"Din" kelimesi "Borç, Haysiyet" anlamlarına gelen ve insanın, yaratıcısı Allahu Teala'nın kendisine bahşettiği yaşam nimetine karşılık O'na olan borcunu simgeleyen bir kelimedir. Ayrıca din, Allah'ın indirdiği ilahi kozmik bilgiler hazinesi olan kutsal kitaplardaki yönlendirici öğretiyi de temsil eden bir kavramdır.
İlahi kozmik bilgiler yaratılıştan itibaren yeryüzünde var olan tüm insan topluluklarına haberciler ve resuller vasıtasıyla iletilmiştir.
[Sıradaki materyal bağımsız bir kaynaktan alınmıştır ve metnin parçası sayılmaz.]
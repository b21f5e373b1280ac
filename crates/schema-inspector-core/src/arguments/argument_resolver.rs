use crate::arguments::ArgumentResolutionError;
use crate::arguments::ContextValue;
use crate::arguments::DataFetchingEnvironment;
use crate::arguments::MethodParameter;

pub trait ArgumentResolver: Send + Sync {
    fn supports(&self, parameter: &MethodParameter) -> bool;

    /// Produces the value for `parameter`. `Ok(None)` signals that no value
    /// was found, leaving the caller free to try something else.
    fn resolve(
        &self,
        parameter: &MethodParameter,
        environment: &DataFetchingEnvironment,
    ) -> Result<Option<ContextValue>, ArgumentResolutionError>;
}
Ancak toplulukların bu bilgileri iyi veya kötü niyetli olarak farklı yorumlamalarından, bilginin özünü idrak etmeye çalışmak yerine muhtelif şekilsel uygulamalar türetmelerinden ve bölünmelerinden dolayı esasen tarikatten başka bir şey olmayan sözde farklı dinler oluşmuştur. "Sözde" ifadesi kullanılmıştır çünkü din tektir.
30/32 MİNELLEZİNE FERRAKU DİNEHUM VE KANU ŞİYEA kulli hizbin bima ledeyhim ferihun
( O ONLARDAN OLANLAR DİNLERİNİ AYIRDILAR VE GRUPLAR, BÖLÜKLER OLDULAR. Her grup, o yanında olanla ferahlayıp sevinir. )
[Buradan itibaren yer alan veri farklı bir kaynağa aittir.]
use crate::host::HostTypeRefParseError;
use crate::host::WrapperTypes;
use std::str::FromStr;

type Result<T> = std::result::Result<T, HostTypeRefParseError>;

static OPAQUE: HostTypeRef = HostTypeRef::Opaque;

/// A reference to a host type as it appears in a signature: a controller
/// method's return type, or the declared type of a host type member.
///
/// `HostTypeRef`s are written (and parsed) using Rust type syntax:
///
/// ```
/// use schema_inspector_core::host::HostTypeRef;
///
/// let type_ref: HostTypeRef = "Vec<Option<library::Book>>".parse().unwrap();
/// assert_eq!(
///     type_ref,
///     HostTypeRef::list(HostTypeRef::optional(HostTypeRef::named("library::Book"))),
/// );
/// assert_eq!(type_ref.to_string(), "Vec<Option<library::Book>>");
/// ```
///
/// `_` denotes an [`Opaque`](HostTypeRef::Opaque) type whose shape can't be
/// inspected (think `serde_json::Value` or a type-erased `Box<dyn Any>`).
#[derive(Clone, Debug, Eq, Hash, PartialEq, serde::Deserialize, serde::Serialize)]
#[serde(try_from = "String", into = "String")]
pub enum HostTypeRef {
    List(Box<HostTypeRef>),
    Named {
        generics: Vec<HostTypeRef>,
        path: String,
    },
    Opaque,
    Optional(Box<HostTypeRef>),
}
impl HostTypeRef {
    /// Strips every layer of list, optional, and
    /// [wrapper type](WrapperTypes) from this reference and returns the
    /// element type underneath.
    ///
    /// A wrapper without type arguments can't be seen through and is
    /// treated as [`Opaque`](HostTypeRef::Opaque).
    pub fn element_type<'a>(&'a self, wrappers: &WrapperTypes) -> &'a HostTypeRef {
        match self {
            Self::List(inner) | Self::Optional(inner) =>
                inner.element_type(wrappers),
            Self::Named { generics, path } if wrappers.is_wrapper(path) =>
                match generics.first() {
                    Some(payload) => payload.element_type(wrappers),
                    None => &OPAQUE,
                },
            Self::Named { .. } | Self::Opaque => self,
        }
    }

    pub fn generic(
        path: impl Into<String>,
        generics: impl IntoIterator<Item = HostTypeRef>,
    ) -> Self {
        Self::Named {
            generics: generics.into_iter().collect(),
            path: path.into(),
        }
    }

    pub fn is_opaque(&self) -> bool {
        matches!(self, Self::Opaque)
    }

    pub fn list(inner: HostTypeRef) -> Self {
        Self::List(Box::new(inner))
    }

    pub fn named(path: impl Into<String>) -> Self {
        Self::Named {
            generics: vec![],
            path: path.into(),
        }
    }

    pub fn optional(inner: HostTypeRef) -> Self {
        Self::Optional(Box::new(inner))
    }

    /// The path of a [`Named`](HostTypeRef::Named) reference.
    pub fn path(&self) -> Option<&str> {
        match self {
            Self::Named { path, .. } => Some(path.as_str()),
            Self::List(_) | Self::Opaque | Self::Optional(_) => None,
        }
    }
}

impl std::fmt::Display for HostTypeRef {
    fn fmt(&self, f: &mut std::fmt::Formatter<'_>) -> std::fmt::Result {
        match self {
            Self::List(inner) => write!(f, "Vec<{inner}>"),
            Self::Optional(inner) => write!(f, "Option<{inner}>"),
            Self::Opaque => write!(f, "_"),
            Self::Named { generics, path } => {
                write!(f, "{path}")?;
                if !generics.is_empty() {
                    write!(f, "<")?;
                    for (idx, generic) in generics.iter().enumerate() {
                        if idx > 0 {
                            write!(f, ", ")?;
                        }
                        write!(f, "{generic}")?;
                    }
                    write!(f, ">")?;
                }
                Ok(())
            },
        }
    }
}

impl From<HostTypeRef> for String {
    fn from(type_ref: HostTypeRef) -> Self {
        type_ref.to_string()
    }
}

impl FromStr for HostTypeRef {
    type Err = HostTypeRefParseError;

    fn from_str(input: &str) -> Result<Self> {
        let mut parser = HostTypeRefParser {
            chars: input.char_indices().peekable(),
            input,
        };
        let type_ref = parser.parse_type_ref()?;
        parser.skip_whitespace();
        match parser.chars.next() {
            None => Ok(type_ref),
            Some((offset, found)) => Err(HostTypeRefParseError::UnexpectedChar {
                found,
                input: input.to_string(),
                offset,
            }),
        }
    }
}

impl TryFrom<String> for HostTypeRef {
    type Error = HostTypeRefParseError;

    fn try_from(input: String) -> Result<Self> {
        input.parse()
    }
}

struct HostTypeRefParser<'a> {
    chars: std::iter::Peekable<std::str::CharIndices<'a>>,
    input: &'a str,
}
impl<'a> HostTypeRefParser<'a> {
    fn parse_path(&mut self) -> Result<String> {
        self.skip_whitespace();
        let mut path = String::new();
        while let Some((offset, ch)) = self.chars.peek().copied() {
            if ch.is_alphanumeric() || ch == '_' {
                path.push(ch);
                self.chars.next();
            } else if ch == ':' {
                self.chars.next();
                match self.chars.next() {
                    Some((_, ':')) => path.push_str("::"),
                    Some((offset, found)) => return Err(self.unexpected(found, offset)),
                    None => return Err(self.unexpected_end()),
                }
            } else if path.is_empty() {
                return Err(self.unexpected(ch, offset));
            } else {
                break;
            }
        }

        if path.is_empty() {
            return Err(self.unexpected_end());
        }
        if path.starts_with("::") || path.ends_with("::") {
            return Err(HostTypeRefParseError::EmptyPath {
                input: self.input.to_string(),
            });
        }
        Ok(path)
    }

    fn parse_type_ref(&mut self) -> Result<HostTypeRef> {
        let path = self.parse_path()?;
        if path == "_" {
            return Ok(HostTypeRef::Opaque);
        }

        self.skip_whitespace();
        let mut generics = vec![];
        if let Some((_, '<')) = self.chars.peek() {
            self.chars.next();
            loop {
                generics.push(self.parse_type_ref()?);
                self.skip_whitespace();
                match self.chars.next() {
                    Some((_, ',')) => continue,
                    Some((_, '>')) => break,
                    Some((offset, found)) => return Err(self.unexpected(found, offset)),
                    None => return Err(self.unexpected_end()),
                }
            }
        }

        match path.as_str() {
            "Vec" | "Option" => {
                if generics.len() != 1 {
                    return Err(HostTypeRefParseError::InvalidWrapperArity {
                        input: self.input.to_string(),
                        wrapper: path,
                    });
                }
                let inner = generics.remove(0);
                Ok(if path == "Vec" {
                    HostTypeRef::list(inner)
                } else {
                    HostTypeRef::optional(inner)
                })
            },
            _ => Ok(HostTypeRef::Named { generics, path }),
        }
    }

    fn skip_whitespace(&mut self) {
        while let Some((_, ch)) = self.chars.peek() {
            if !ch.is_whitespace() {
                break;
            }
            self.chars.next();
        }
    }

    fn unexpected(&self, found: char, offset: usize) -> HostTypeRefParseError {
        HostTypeRefParseError::UnexpectedChar {
            found,
            input: self.input.to_string(),
            offset,
        }
    }

    fn unexpected_end(&self) -> HostTypeRefParseError {
        HostTypeRefParseError::UnexpectedEnd {
            input: self.input.to_string(),
        }
    }
}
Din Allah'a, ahirete, ruha, kitaba, meleklere, habercilere - resullere ve ögretilerine inanmak, ilimde kendini geliştirmek, iyi, doğru, yardımsever, özverili ve ahlaklı olmaktır. Bu olguları dışarıda bırakan inanç sistemleri zaten kısaca satanizm olarak tanımlanmaktadır. Kolektif bilincin ( ünite bilinci ) aktive ettiği ortak değerler hazinesi olan vicdan mekanizması dinin özünün ne olduğunu, kalbi mühürlenmemiş olanlara zaten daima hissettirmektedir.
Dinin tanımı, Bakara suresinin 177. ayetinde "İyiliğin" tanımı vasıtasıyla bildirilmektedir.
2/177 Leysel BİRRA en tuvellu vucuhekum kibelel meşriki vel mağribi ve lakinnel BİRRA men amene billahi vel yevmil ahiri vel melaiketi vel kitabi ven nebiyyin ve atel male ala hubbihi zevil kurba vel yetama vel mesakine vebnes sebili ves sailine ve fir rikab ve ekames salate ve atez zekah vel mufune bi ahdihim iza ahedu ves sabirine fil be'sai ved darrai ve hiynel be's ulaikellezine sadeku ve ulaike humul muttekun
( Yüzünüzü doğu ve batı yönüne, doğrultusuna çevirmenizde İYİLİK yoktur. Lakin İYİLİK, o Allah’a, sonraki güne, meleklere, kitaba, habercilere inananlara, sevdiklerine, yakınlarına, yetimlere, yoksula, yolda kalmışa, dilenenlere, boyunduruk içindekilere sevgiyle mal verenlere, duaya kalkanlara, zekatı verenlere, ahdettiklerinde ahdlerini ifa edenlere, zorlukta, sıkıntıda, darlıkta ve zor savaş zamanında sabredenleredir. İşte onlar doğrudurlar ve işte onlar sakınırlar. )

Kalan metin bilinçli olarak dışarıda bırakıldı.